- [Records shown]
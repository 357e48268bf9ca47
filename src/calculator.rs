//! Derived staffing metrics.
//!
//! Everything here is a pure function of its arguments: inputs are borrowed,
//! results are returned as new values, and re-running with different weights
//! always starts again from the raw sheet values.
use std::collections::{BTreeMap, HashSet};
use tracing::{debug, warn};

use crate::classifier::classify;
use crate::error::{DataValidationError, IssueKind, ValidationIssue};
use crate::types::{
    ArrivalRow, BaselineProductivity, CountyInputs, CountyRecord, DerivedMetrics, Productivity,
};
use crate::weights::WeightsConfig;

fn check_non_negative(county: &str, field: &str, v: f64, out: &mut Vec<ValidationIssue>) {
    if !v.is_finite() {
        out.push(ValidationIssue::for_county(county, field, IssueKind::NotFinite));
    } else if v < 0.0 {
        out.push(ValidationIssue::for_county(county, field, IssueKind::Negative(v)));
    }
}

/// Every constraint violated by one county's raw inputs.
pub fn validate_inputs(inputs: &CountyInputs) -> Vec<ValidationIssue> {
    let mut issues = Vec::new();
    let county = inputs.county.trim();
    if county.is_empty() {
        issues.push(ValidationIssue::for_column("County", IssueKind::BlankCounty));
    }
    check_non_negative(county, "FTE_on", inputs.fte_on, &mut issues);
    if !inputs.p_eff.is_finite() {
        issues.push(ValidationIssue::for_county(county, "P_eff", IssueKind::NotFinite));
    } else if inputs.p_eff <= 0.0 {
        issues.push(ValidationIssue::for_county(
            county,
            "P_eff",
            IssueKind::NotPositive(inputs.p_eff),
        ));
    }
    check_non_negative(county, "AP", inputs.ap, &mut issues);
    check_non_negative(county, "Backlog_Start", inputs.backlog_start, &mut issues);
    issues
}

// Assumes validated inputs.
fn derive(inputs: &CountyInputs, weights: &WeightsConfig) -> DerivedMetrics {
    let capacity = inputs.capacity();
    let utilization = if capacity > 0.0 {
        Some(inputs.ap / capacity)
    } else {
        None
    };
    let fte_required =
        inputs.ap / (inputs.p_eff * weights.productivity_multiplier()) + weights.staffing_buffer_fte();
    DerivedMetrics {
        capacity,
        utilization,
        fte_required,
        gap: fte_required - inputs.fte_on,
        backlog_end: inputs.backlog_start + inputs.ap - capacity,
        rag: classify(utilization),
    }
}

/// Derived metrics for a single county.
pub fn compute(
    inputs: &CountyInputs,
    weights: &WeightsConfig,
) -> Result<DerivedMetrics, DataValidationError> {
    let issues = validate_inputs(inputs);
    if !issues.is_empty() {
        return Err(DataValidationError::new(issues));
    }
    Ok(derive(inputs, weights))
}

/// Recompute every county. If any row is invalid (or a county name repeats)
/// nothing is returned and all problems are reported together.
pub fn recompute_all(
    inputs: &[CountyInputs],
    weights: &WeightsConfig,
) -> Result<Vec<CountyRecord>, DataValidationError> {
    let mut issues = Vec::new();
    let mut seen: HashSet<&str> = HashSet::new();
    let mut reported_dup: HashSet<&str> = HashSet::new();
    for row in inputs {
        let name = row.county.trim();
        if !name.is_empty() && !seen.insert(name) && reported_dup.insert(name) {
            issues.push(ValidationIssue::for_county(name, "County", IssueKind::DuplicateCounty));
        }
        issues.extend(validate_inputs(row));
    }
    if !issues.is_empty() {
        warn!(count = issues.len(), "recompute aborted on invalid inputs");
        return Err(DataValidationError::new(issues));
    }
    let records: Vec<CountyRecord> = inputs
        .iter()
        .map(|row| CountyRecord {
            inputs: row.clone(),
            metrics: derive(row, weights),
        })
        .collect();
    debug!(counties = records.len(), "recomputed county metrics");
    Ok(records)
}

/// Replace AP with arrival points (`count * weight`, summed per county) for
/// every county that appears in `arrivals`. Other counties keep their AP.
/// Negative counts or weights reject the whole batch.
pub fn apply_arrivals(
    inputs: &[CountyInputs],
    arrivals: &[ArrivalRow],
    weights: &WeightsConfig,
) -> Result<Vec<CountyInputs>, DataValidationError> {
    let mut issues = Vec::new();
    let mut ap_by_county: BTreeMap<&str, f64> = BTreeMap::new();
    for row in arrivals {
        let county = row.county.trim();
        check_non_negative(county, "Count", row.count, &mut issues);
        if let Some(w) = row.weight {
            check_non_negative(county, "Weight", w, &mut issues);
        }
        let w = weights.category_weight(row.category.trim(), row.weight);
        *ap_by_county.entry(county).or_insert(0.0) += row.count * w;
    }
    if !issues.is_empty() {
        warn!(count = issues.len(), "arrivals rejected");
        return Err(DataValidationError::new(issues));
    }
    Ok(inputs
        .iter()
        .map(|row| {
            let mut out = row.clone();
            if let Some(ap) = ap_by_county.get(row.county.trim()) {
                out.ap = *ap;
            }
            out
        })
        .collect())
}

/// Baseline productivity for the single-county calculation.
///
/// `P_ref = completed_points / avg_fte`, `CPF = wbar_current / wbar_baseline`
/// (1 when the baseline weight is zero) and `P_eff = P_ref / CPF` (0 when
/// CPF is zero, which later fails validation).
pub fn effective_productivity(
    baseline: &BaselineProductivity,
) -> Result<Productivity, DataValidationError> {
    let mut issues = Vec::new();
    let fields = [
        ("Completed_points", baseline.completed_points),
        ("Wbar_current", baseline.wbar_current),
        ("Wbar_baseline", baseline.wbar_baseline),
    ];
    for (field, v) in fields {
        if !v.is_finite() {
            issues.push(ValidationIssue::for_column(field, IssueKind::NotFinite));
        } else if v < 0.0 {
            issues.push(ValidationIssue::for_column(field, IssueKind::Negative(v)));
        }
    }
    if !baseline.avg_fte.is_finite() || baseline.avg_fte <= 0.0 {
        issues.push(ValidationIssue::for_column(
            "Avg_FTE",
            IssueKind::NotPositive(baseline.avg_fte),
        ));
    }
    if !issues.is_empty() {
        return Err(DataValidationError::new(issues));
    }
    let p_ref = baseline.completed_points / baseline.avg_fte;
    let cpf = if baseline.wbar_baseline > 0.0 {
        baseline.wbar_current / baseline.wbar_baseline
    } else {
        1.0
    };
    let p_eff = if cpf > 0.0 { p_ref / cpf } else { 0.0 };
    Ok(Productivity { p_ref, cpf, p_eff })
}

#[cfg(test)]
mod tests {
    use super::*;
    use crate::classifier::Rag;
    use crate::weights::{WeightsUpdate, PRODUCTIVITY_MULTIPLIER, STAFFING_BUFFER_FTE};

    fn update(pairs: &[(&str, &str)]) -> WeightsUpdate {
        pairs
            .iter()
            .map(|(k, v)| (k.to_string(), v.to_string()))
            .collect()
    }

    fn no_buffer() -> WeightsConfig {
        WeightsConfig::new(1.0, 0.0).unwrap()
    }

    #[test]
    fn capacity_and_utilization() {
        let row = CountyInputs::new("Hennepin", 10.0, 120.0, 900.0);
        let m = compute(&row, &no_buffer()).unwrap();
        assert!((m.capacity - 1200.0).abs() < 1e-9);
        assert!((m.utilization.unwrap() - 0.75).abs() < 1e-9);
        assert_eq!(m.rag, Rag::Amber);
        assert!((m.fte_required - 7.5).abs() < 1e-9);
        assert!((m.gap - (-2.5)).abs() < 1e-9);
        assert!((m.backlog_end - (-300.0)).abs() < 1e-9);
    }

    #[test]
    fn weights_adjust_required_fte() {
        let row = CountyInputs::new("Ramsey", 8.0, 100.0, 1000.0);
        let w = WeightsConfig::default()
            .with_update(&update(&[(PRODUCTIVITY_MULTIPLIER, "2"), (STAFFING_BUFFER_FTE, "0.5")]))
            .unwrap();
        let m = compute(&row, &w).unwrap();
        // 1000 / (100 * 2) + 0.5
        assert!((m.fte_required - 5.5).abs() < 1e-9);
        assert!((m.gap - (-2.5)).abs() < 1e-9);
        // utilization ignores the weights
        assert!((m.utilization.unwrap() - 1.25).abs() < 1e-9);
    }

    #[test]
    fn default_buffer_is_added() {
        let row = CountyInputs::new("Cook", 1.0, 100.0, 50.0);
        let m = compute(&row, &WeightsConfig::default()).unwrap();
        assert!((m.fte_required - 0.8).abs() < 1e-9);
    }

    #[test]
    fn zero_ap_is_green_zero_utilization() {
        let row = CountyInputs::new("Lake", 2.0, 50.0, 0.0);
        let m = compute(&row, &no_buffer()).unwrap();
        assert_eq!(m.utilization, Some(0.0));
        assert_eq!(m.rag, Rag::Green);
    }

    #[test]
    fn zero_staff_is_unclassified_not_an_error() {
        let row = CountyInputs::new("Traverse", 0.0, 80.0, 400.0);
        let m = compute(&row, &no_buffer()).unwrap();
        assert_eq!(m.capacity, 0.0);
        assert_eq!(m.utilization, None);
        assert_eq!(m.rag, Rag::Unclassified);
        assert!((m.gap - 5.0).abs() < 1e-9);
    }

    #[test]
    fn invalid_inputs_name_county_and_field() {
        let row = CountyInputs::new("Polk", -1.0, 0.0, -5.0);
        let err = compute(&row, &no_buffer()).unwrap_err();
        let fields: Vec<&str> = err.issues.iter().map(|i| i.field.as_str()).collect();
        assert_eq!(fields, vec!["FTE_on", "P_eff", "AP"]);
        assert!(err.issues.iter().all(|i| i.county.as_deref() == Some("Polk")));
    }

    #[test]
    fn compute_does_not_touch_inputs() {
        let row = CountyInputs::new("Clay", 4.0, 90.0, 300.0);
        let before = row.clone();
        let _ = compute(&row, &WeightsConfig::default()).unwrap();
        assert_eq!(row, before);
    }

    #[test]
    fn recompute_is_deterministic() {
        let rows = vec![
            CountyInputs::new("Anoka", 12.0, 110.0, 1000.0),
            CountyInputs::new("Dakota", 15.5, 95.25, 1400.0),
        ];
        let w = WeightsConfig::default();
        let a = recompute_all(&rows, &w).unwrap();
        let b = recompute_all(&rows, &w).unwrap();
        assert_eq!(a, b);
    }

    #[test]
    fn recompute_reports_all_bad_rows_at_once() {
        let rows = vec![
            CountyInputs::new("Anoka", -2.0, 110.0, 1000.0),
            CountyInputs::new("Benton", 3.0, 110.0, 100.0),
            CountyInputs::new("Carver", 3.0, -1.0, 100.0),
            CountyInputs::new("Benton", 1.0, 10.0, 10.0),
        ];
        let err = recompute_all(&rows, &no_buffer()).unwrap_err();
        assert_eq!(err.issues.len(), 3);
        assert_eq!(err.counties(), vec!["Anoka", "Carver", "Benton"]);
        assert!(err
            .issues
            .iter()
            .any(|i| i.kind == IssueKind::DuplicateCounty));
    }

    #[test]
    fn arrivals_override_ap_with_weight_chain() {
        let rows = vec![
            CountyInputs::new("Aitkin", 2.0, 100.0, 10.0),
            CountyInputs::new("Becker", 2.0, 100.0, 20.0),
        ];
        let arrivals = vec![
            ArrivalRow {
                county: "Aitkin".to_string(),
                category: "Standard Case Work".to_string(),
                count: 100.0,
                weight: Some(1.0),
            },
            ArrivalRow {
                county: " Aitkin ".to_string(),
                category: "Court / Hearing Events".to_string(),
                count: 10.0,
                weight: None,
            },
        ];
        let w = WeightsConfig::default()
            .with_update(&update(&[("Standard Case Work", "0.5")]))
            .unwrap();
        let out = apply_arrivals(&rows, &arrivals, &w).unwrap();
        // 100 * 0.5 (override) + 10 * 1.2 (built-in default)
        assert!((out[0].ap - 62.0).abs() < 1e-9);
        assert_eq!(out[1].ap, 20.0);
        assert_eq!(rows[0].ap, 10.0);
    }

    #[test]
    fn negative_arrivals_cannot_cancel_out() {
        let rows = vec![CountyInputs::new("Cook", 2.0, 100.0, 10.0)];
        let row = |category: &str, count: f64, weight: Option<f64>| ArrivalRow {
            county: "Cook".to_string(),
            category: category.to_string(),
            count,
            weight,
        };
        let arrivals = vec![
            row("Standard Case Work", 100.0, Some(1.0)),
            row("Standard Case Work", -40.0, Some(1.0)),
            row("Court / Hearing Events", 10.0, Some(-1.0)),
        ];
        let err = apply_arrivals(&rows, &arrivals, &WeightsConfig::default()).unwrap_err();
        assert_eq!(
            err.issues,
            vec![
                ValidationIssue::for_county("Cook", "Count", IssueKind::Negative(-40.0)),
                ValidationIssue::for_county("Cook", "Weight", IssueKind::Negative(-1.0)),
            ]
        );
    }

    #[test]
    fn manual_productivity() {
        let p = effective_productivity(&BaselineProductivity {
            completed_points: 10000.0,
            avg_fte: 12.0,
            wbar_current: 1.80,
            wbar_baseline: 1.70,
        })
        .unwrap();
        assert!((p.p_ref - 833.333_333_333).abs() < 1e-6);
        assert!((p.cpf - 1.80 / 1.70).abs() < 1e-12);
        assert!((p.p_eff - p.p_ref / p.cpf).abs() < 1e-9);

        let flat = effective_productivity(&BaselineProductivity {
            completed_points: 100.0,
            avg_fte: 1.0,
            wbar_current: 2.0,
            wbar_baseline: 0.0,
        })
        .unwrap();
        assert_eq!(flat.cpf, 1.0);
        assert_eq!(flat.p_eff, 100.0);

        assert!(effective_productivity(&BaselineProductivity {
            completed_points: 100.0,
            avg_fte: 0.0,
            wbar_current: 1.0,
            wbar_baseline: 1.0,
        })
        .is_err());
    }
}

- [Description of the task] I'd like every line with the string "Benton" copied from the listing.

- [Expected answer]
            CountyInputs::new("Benton", 3.0, 110.0, 100.0),
            CountyInputs::new("Benton", 1.0, 10.0, 10.0),
        assert_eq!(err.counties(), vec!["Anoka", "Carver", "Benton"]);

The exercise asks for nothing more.